Saturday, September 2, 2017

the power of choice

" You cannot simulate poverty. Poverty is not about having no money alone, it's about having no power."
 --Arundhati Roy, talking about Gandhi's choice to simulate poverty (wearing a loin cloth, for instance), in "Debunking the Gandhi Myth" @11:40

I've been thinking more about poverty ever since working at Goodwill, where it was so clear that poverty is, as Roy says, not only about cash and possessions. Certainly my coworkers needed more money, but what they needed even more was more power, including the power of choice––and all the many, many things that go into creating that (education, health, social networks that radiate outward, political racial and sexual equality, etc.).

I've lived most of my adult life by choice without a lot of money or expensive stuff, by American standards, 
[DIGRESSION]  
which is to say, I've been richer in material things than most humans in the history of the world. Have you seen the article that figures out how much work it took to produce a shirt in Middle-Ages Europe?
"7 hours for sewing, 72 for weaving, 500 for spinning, or 579 hours total to make one shirt.
At minimum wage––$7.25 an hour––that shirt would cost $4,197.25.

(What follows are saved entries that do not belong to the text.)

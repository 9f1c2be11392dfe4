//! Codec Tests
//!
//! Tests for encoding and decoding the roster file.

use cadastro::error::CadastroError;
use cadastro::record::{Field, Student};
use cadastro::storage::{decode_table, encode_table, header_line};
use cadastro::store::Table;

const HEADER: &str = "Matricula,Nome,Rua,Número,Bairro,Cidade,UF,Telefone,Email";

fn full_student(id: u64, name: &str) -> Student {
    Student::new(
        id,
        [
            name.to_string(),
            "Rua das Flores".to_string(),
            "120".to_string(),
            "Boa Viagem".to_string(),
            "Recife".to_string(),
            "PE".to_string(),
            "81999990000".to_string(),
            format!("{}@mail.com", name.to_lowercase()),
        ],
    )
}

fn assert_corrupt_at(result: cadastro::Result<Table>, expected_line: usize) {
    match result {
        Err(CadastroError::CorruptStorage { line, .. }) => assert_eq!(line, expected_line),
        other => panic!("Expected CorruptStorage, got {:?}", other),
    }
}

// =============================================================================
// Encoding Tests
// =============================================================================

#[test]
fn test_header_line() {
    assert_eq!(header_line(), HEADER);
}

#[test]
fn test_encode_empty_table_writes_header() {
    let encoded = encode_table(&Table::new());
    assert_eq!(encoded, format!("{}\n", HEADER));
}

#[test]
fn test_encode_rows_in_table_order() {
    let mut table = Table::new();
    table.insert(full_student(2, "Bruno")).unwrap();
    table.insert(full_student(1, "Ana")).unwrap();

    let encoded = encode_table(&table);
    let lines: Vec<&str> = encoded.lines().collect();

    assert_eq!(lines.len(), 3);
    assert_eq!(lines[0], HEADER);
    assert_eq!(
        lines[1],
        "2,Bruno,Rua das Flores,120,Boa Viagem,Recife,PE,81999990000,bruno@mail.com"
    );
    assert!(lines[2].starts_with("1,Ana,"));
}

// =============================================================================
// Decoding Tests
// =============================================================================

#[test]
fn test_decode_reproduces_saved_table() {
    let mut table = Table::new();
    table.insert(full_student(1, "Ana")).unwrap();
    table.insert(full_student(4, "Bruno")).unwrap();
    table.insert(full_student(2, "Carla")).unwrap();

    let decoded = decode_table(&encode_table(&table)).unwrap();

    let original: Vec<&Student> = table.iter().collect();
    let restored: Vec<&Student> = decoded.iter().collect();
    assert_eq!(original, restored);
    assert_eq!(decoded.next_id().unwrap(), 5);
}

#[test]
fn test_decode_header_only() {
    let table = decode_table(&format!("{}\n", HEADER)).unwrap();
    assert!(table.is_empty());
    assert_eq!(table.next_id().unwrap(), 1);
}

#[test]
fn test_decode_crlf_and_blank_lines() {
    let contents = format!(
        "{}\r\n1,Ana,R,1,B,C,PE,9,a@x\r\n\r\n2,Bia,R,2,B,C,SP,8,b@x\r\n",
        HEADER
    );
    let table = decode_table(&contents).unwrap();

    assert_eq!(table.len(), 2);
    assert_eq!(table.get(1).unwrap().get(Field::Email), "a@x");
    assert_eq!(table.get(2).unwrap().get(Field::State), "SP");
}

#[test]
fn test_decode_accepts_blank_field() {
    let contents = format!("{}\n3,Ana,,10,Centro,Recife,PE,,ana@mail.com\n", HEADER);
    let table = decode_table(&contents).unwrap();
    let ana = table.get(3).unwrap();
    assert_eq!(ana.get(Field::Street), "");
    assert_eq!(ana.get(Field::Phone), "");
}

#[test]
fn test_decode_empty_file_is_corrupt() {
    assert_corrupt_at(decode_table(""), 1);
}

#[test]
fn test_decode_wrong_header_is_corrupt() {
    let contents = "id,name,street,number,district,city,state,phone,email\n1,a,b,c,d,e,f,g,h\n";
    assert_corrupt_at(decode_table(contents), 1);
}

#[test]
fn test_decode_missing_column_is_corrupt() {
    let contents = format!("{}\n1,Ana,R,1,B,C,PE,9,a@x\n2,Bia,R,2,B,C,SP,8\n", HEADER);
    assert_corrupt_at(decode_table(&contents), 3);
}

#[test]
fn test_decode_extra_column_is_corrupt() {
    // A comma inside a value shifts every later column
    let contents = format!("{}\n1,Silva, Ana,R,1,B,C,PE,9,a@x\n", HEADER);
    assert_corrupt_at(decode_table(&contents), 2);
}

#[test]
fn test_decode_non_numeric_id_is_corrupt() {
    let contents = format!("{}\nabc,Ana,R,1,B,C,PE,9,a@x\n", HEADER);
    assert_corrupt_at(decode_table(&contents), 2);
}

#[test]
fn test_decode_zero_id_is_corrupt() {
    let contents = format!("{}\n0,Ana,R,1,B,C,PE,9,a@x\n", HEADER);
    assert_corrupt_at(decode_table(&contents), 2);
}

#[test]
fn test_decode_largest_id_loads_but_has_no_successor() {
    let contents = format!("{}\n18446744073709551615,Ana,R,1,B,C,PE,9,a@x\n", HEADER);
    let table = decode_table(&contents).unwrap();

    assert_eq!(table.get(u64::MAX).unwrap().name(), "Ana");
    assert!(matches!(
        table.next_id(),
        Err(CadastroError::IdExhausted(u64::MAX))
    ));
}

#[test]
fn test_decode_duplicate_id_is_corrupt() {
    let contents = format!(
        "{}\n1,Ana,R,1,B,C,PE,9,a@x\n1,Bia,R,2,B,C,SP,8,b@x\n",
        HEADER
    );
    assert_corrupt_at(decode_table(&contents), 3);
}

And that's not counting the work that goes into raising sheep or growing cotton and then making the fiber fit for weaving. Or making the thread for the sewing."
 ––"The $3500 Shirt - A History Lesson in Economics," by historian Eve Fisher [The title reflects prices in 2013, when Fisher wrote the article--she refigured the price tag in 2016.]
Imagine spending 480 hours to make enough thread to weave a shirt. No wonder Ellen Rollins said,
"The moaning of the big [spinning] wheel was the saddest sound of my childhood. It was like a low wail from out of the lengthened monotony of the spinner's life."
(––Jack Larkin, The Reshaping of Everyday Life)
Gandhi's call to bring back the spinning wheel would have happened at enormous cost in human time and labor--specifically, in women's time and labor.
Arundhati Roy points out Gandhi was... not so great on the subject of women––(e.g., he had young women sleep naked with him at night, to test his self-control--via Youth Ki Awaaz, a crowd-sourced media platform in India).

{END DIGRESSION}

So, I haven't had much money by US standards, but I've never been poor, I've never had full poverty of choice. I mean, relatively speaking: certainly sexism has affected and impeded me! And I'm not sure how aging will affect this... being out of money when you're old--I've seen it. That can be full-on poverty. And yet, even then--the way you go into it makes a difference...

Like making a shirt, there's a lot that went into my comfort in choosing to live without a lot of money. 
Largely it came from growing up healthy and educated in a middle-class, white American family, with a mother who was herself raised with a huge sense of social entitlement, to be a Southern Belle, really. 
Even as her mental health dwindled and sometimes she was so disheveled, she appeared rather mad, she kept at least some of that interior sense of herself as worthy, which is another kind of richness. Not enough to save her life in the end, but I think it helped her keep going for a long time...

But another sense of choice I got came from reading books [itself dependent on education, being read to, and having books around], books which carried the idea that Things Could Be Different. (I hear people who came out of poverty sometimes pointing to books as being important for that too.) 

Reading about spiritual and political choices to reject materialism also came into it---as did growing up around some counter-cultural thinking in the Sixties. 

Reading also helped me see my life as a story--that is, as something with meaning, something with coherence––and me as a character, an actor in it.
I always loved the opening line of David Copperfield, which I encountered when I was nine: 
"Whether I shall turn out to be the hero of my own life, or whether that station will be held by anybody else, these pages must show."

And Jane Eyre was another important book to little me--Jane insists on making choices, even when that means choosing between two losing propositions. Even though her morals may seem almost incomprehensible in modern times, the fierceness with which she chooses to be true to them is not.